**** Given records

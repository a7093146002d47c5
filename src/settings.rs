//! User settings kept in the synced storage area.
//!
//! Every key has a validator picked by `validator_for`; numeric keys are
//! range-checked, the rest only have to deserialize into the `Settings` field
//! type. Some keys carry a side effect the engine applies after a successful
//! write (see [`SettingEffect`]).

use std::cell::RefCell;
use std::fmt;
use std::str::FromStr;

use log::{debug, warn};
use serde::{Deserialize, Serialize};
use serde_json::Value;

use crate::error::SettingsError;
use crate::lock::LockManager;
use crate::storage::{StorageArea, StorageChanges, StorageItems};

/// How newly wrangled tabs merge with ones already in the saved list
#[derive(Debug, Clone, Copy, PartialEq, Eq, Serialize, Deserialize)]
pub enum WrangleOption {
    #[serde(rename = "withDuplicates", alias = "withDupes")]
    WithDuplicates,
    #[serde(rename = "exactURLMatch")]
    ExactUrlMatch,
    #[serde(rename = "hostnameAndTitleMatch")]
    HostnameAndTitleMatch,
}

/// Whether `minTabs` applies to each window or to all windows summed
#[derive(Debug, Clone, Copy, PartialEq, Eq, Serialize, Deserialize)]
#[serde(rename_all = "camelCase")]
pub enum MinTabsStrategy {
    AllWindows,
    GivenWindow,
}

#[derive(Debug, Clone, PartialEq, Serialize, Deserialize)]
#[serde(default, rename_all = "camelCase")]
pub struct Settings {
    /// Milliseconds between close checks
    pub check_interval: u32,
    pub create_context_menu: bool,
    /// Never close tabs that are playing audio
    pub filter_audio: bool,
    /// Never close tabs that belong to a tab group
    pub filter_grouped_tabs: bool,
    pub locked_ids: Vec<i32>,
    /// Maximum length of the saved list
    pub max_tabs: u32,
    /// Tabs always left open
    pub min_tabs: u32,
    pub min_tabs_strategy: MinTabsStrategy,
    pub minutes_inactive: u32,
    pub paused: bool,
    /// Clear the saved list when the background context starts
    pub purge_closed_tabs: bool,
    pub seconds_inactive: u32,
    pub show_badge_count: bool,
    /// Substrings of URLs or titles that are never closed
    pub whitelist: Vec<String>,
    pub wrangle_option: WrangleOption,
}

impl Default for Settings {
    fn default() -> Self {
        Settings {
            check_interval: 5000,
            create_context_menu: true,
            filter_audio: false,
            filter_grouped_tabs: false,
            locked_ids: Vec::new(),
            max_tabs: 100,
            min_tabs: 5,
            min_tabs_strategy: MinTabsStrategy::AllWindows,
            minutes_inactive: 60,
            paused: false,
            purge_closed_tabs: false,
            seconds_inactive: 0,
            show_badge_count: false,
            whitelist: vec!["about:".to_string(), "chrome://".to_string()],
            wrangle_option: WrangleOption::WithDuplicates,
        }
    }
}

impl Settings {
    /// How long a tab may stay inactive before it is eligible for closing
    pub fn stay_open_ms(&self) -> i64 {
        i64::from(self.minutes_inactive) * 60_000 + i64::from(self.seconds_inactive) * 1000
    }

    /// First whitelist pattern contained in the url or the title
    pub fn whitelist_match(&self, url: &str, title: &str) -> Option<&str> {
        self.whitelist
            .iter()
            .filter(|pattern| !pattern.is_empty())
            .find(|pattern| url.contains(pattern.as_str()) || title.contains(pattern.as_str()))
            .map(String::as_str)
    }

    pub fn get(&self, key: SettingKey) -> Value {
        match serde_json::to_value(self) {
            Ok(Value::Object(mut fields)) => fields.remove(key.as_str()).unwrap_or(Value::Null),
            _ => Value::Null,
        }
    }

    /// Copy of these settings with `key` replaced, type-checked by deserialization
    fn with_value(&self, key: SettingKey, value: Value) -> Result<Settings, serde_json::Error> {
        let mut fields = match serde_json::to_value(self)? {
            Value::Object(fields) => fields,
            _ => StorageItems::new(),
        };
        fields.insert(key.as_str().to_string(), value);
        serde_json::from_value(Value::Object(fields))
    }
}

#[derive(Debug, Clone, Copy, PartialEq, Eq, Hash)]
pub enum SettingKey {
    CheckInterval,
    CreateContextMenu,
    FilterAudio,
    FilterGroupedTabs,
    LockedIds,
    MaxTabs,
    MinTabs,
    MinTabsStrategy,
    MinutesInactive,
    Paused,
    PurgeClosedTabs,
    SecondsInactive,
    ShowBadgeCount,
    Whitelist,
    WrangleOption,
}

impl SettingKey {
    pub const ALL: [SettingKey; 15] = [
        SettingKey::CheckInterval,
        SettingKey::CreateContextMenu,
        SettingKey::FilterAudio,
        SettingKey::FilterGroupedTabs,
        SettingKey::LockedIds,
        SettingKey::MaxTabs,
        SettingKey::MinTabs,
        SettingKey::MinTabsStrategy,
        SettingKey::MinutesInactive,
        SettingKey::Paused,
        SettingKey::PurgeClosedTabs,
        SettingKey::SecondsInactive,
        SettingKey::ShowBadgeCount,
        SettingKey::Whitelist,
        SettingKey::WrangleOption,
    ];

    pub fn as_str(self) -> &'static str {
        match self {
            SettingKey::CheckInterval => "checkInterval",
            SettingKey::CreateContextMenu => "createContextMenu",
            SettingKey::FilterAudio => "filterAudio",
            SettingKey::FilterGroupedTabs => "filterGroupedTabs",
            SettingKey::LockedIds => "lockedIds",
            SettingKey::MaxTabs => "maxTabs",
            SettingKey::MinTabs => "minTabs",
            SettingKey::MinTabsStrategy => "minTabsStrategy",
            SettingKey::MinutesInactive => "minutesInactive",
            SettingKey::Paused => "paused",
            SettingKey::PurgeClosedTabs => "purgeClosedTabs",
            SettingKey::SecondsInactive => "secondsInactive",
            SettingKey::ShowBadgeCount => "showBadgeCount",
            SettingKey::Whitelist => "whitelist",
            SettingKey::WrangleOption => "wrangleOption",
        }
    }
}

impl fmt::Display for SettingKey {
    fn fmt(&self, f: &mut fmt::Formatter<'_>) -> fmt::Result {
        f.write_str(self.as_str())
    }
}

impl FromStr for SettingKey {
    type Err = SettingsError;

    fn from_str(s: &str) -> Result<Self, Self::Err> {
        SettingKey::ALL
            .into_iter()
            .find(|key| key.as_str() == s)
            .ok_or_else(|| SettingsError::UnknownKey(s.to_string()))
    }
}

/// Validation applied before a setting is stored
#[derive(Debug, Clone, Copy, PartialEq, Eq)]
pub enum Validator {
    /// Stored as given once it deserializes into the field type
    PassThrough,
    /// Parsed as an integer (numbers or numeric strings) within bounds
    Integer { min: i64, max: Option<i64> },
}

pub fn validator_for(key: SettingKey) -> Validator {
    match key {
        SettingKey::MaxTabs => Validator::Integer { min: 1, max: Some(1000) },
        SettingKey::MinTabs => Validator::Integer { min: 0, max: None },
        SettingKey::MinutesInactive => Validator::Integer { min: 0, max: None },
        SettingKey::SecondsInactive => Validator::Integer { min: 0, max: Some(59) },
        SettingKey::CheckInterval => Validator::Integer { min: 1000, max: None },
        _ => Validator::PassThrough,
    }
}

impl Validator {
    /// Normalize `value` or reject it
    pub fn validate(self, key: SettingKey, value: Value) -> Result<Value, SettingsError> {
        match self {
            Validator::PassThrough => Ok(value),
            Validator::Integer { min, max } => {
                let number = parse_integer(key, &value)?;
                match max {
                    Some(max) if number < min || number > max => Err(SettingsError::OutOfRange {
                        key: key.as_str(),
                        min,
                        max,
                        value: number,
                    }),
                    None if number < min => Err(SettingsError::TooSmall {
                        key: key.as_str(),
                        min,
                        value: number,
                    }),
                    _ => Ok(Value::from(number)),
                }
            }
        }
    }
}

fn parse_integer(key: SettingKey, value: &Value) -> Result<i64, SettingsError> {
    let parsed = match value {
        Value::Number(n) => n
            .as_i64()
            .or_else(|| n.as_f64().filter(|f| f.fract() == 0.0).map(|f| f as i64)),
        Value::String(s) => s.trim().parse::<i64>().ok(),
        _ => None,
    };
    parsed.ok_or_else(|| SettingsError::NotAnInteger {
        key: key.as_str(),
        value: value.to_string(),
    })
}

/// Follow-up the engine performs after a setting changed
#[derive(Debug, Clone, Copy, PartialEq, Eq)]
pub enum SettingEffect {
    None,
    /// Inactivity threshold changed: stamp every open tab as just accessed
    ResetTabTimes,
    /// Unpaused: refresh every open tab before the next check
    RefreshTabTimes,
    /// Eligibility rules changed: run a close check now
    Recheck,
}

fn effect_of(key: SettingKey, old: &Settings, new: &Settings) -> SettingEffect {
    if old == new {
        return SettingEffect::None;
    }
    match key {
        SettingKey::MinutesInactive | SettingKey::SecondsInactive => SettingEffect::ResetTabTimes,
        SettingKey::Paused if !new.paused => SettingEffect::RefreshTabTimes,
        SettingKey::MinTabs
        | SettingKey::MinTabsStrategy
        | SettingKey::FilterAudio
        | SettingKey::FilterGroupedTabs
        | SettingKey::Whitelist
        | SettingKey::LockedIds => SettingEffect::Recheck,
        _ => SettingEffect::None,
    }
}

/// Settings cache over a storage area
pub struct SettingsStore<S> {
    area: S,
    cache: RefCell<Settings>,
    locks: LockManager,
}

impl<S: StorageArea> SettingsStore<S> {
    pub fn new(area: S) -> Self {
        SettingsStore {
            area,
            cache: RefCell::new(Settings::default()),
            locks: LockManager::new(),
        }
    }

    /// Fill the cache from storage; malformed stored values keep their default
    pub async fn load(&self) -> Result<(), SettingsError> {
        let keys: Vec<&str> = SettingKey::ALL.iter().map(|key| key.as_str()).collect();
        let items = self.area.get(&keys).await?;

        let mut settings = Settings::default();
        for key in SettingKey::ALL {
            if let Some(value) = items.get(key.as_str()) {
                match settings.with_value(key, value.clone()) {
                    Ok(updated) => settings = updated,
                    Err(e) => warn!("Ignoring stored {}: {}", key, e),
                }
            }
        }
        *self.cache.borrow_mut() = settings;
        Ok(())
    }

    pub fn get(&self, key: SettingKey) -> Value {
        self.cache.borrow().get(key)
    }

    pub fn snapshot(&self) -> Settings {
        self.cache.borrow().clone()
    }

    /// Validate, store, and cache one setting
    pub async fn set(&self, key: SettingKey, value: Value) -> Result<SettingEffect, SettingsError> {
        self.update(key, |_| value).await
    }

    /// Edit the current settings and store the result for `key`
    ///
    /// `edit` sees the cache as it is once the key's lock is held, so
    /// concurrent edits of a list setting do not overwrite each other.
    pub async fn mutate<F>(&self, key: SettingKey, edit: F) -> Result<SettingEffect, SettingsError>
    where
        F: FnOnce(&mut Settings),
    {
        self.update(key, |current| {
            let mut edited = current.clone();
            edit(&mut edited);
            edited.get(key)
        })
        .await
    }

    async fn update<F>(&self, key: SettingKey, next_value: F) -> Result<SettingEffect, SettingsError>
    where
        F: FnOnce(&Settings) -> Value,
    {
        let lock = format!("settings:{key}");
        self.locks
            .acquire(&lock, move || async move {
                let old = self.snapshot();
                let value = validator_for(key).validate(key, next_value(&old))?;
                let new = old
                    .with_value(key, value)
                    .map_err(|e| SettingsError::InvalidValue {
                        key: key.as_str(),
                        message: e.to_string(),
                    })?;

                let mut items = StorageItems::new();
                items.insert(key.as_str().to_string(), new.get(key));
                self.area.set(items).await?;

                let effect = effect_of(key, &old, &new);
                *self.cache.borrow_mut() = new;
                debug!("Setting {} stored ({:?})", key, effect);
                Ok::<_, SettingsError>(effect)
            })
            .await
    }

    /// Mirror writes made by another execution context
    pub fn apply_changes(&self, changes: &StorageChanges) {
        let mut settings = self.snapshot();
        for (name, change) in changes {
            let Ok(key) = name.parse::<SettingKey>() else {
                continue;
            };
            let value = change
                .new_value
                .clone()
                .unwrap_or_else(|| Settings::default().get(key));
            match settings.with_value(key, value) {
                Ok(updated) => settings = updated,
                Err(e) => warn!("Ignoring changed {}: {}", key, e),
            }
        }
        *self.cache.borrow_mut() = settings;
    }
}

********
**** Given records

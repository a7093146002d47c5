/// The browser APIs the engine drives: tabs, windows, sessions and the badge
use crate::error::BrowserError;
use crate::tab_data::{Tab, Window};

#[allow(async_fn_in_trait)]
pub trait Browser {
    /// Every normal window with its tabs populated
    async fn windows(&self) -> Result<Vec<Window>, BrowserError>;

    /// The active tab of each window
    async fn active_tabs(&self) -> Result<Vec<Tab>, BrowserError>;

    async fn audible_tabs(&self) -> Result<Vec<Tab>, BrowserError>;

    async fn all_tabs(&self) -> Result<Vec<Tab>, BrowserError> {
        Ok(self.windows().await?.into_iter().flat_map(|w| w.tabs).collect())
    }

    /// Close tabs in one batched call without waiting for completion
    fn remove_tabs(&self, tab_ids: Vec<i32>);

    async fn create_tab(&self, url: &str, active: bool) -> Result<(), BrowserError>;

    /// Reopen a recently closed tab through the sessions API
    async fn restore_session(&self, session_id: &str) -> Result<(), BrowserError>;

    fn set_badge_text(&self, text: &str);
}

********
**** Given records

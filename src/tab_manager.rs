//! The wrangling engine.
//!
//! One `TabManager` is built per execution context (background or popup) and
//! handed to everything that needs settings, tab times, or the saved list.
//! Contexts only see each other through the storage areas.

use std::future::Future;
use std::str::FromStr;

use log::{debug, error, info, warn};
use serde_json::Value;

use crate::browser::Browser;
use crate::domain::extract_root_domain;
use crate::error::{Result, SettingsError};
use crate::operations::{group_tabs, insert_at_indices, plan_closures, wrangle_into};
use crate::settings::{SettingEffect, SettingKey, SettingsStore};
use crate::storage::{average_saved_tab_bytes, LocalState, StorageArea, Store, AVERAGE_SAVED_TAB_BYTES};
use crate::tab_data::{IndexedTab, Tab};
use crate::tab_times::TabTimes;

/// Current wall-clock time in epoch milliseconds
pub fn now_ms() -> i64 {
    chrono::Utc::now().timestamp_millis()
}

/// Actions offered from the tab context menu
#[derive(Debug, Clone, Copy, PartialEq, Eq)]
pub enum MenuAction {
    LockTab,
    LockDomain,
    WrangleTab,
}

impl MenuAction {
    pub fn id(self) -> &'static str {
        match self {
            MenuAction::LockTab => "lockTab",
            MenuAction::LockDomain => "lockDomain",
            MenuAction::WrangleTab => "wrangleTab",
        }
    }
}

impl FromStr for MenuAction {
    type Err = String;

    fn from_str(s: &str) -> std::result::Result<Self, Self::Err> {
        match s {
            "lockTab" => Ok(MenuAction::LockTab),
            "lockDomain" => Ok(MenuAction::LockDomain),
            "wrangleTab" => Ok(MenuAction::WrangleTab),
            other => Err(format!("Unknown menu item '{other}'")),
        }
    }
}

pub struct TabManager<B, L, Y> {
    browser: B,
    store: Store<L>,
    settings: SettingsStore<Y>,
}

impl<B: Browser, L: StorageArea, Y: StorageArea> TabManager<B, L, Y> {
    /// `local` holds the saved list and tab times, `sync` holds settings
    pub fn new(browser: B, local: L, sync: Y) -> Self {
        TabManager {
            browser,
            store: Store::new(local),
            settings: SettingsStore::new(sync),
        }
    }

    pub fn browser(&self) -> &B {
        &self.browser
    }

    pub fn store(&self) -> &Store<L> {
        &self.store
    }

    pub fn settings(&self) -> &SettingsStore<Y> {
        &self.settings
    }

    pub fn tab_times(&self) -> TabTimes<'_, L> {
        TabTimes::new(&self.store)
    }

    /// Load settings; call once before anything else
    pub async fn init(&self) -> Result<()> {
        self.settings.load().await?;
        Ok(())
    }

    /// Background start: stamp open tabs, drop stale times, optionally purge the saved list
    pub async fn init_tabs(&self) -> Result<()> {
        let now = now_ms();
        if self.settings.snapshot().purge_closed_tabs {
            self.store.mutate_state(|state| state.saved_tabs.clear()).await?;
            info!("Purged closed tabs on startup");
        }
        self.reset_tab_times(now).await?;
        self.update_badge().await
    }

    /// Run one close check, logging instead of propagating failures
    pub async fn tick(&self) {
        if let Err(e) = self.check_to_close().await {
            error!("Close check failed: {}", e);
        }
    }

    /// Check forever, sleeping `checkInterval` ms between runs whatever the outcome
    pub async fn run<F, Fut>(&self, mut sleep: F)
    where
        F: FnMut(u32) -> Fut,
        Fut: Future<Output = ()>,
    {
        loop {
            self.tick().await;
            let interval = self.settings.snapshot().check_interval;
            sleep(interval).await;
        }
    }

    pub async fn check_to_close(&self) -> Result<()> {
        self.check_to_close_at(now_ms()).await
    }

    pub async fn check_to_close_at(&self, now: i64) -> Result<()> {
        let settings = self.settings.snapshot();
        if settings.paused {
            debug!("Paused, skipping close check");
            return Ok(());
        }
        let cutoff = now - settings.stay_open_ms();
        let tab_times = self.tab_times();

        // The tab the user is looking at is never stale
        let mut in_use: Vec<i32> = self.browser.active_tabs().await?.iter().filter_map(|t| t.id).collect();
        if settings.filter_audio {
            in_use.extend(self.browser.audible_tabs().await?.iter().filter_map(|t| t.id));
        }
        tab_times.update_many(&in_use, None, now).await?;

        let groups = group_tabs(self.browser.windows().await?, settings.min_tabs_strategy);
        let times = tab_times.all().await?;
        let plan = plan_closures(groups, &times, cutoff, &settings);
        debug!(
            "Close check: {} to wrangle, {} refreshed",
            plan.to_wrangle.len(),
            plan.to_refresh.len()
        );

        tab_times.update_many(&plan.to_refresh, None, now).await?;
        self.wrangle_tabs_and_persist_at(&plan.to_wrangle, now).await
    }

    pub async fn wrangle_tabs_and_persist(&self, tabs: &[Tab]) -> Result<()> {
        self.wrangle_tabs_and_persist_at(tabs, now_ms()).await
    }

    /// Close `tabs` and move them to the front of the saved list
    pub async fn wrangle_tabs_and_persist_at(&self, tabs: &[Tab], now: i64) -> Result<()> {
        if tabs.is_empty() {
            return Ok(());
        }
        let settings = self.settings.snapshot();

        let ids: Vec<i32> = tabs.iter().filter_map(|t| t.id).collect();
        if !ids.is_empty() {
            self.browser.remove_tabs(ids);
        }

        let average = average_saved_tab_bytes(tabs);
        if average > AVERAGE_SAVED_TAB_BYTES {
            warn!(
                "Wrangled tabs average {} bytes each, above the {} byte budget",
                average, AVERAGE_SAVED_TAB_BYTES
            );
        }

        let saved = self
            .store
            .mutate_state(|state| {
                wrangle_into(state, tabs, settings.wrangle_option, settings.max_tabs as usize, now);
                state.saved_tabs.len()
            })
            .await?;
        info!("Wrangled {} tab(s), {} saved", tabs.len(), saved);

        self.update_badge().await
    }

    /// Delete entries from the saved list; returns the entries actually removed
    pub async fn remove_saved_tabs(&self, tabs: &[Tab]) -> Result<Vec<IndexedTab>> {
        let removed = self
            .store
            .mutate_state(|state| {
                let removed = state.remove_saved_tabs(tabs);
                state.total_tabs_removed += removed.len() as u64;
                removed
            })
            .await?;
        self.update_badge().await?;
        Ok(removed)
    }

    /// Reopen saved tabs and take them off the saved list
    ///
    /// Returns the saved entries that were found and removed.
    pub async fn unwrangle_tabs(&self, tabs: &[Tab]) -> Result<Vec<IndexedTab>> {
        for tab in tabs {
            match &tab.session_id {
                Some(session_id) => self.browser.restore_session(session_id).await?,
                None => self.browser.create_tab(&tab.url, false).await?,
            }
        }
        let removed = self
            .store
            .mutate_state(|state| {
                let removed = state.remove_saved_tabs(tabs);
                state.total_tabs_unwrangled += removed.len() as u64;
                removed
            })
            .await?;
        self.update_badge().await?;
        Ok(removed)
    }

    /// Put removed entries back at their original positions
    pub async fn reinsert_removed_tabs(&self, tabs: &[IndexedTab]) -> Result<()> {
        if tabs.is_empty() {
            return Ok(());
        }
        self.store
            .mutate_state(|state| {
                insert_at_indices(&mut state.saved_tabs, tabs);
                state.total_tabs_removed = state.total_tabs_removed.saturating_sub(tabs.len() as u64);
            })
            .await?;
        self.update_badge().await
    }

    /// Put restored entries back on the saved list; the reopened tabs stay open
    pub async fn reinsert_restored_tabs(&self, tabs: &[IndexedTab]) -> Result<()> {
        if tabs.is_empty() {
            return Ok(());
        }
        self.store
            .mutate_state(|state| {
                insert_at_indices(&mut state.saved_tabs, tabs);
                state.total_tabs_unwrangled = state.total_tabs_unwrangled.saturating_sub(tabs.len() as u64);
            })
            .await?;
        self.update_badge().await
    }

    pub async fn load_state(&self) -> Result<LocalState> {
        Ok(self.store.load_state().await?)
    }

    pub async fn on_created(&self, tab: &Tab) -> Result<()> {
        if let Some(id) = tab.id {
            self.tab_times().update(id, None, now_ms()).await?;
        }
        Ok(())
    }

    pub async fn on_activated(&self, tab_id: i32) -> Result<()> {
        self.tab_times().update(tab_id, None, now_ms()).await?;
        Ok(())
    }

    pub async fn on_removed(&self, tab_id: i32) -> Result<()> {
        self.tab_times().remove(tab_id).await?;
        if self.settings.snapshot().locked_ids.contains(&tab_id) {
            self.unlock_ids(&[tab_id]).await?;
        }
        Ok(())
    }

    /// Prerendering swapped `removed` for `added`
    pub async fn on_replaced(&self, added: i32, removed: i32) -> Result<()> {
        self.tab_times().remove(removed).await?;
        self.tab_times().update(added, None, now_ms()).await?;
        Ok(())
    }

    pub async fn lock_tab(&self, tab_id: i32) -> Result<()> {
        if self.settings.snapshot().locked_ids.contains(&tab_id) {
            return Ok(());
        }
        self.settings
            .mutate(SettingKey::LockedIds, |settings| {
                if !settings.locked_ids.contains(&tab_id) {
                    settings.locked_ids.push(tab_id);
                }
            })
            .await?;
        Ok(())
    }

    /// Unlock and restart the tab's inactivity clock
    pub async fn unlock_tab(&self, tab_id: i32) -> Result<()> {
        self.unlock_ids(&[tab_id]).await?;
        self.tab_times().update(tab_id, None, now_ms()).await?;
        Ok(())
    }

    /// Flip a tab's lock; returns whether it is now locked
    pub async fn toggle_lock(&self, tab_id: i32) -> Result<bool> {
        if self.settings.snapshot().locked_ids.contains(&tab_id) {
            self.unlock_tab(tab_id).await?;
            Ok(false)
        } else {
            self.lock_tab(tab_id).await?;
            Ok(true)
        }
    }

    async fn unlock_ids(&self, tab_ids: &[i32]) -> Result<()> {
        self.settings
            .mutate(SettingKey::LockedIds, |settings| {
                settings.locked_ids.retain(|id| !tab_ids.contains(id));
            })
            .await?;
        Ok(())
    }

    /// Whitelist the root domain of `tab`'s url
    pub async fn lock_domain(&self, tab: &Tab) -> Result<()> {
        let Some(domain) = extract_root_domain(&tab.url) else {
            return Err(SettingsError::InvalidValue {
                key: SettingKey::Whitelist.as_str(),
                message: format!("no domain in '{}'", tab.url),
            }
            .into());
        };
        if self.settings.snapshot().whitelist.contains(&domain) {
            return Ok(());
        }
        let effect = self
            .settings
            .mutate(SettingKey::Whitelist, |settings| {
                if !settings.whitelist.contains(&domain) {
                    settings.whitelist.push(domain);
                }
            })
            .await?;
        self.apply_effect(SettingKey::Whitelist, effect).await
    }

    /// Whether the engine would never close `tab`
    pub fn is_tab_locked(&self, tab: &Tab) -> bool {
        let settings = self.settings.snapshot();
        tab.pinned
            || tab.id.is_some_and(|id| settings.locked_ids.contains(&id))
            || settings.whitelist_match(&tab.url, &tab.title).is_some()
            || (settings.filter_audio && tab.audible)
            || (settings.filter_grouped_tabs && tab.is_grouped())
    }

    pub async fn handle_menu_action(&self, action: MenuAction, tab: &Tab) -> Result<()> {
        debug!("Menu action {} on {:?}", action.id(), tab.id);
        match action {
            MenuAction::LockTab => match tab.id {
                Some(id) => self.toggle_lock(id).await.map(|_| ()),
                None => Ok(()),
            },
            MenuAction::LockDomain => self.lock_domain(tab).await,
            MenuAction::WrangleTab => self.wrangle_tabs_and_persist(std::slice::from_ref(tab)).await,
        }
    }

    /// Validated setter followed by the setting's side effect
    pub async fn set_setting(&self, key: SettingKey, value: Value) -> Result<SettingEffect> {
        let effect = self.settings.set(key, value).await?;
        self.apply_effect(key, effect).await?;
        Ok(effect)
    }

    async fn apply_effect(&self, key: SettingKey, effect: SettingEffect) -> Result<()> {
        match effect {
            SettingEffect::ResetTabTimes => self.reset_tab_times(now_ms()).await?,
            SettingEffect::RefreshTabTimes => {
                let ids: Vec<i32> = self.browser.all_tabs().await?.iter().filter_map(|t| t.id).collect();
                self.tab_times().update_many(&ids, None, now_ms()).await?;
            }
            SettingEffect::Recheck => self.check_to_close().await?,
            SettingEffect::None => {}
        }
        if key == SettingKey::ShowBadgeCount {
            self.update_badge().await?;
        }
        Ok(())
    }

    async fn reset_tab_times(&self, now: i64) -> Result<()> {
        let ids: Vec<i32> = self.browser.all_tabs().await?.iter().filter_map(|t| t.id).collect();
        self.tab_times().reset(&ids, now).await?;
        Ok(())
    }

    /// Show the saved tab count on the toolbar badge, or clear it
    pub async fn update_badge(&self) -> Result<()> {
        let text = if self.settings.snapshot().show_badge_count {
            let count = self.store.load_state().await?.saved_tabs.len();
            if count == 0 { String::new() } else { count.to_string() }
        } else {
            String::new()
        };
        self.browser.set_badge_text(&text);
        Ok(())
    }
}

********

What needs to be done: Some lines above contain the word "locks". Copy each of them.

Exercise answer:
    locks: LockManager,
            locks: LockManager::new(),
        self.locks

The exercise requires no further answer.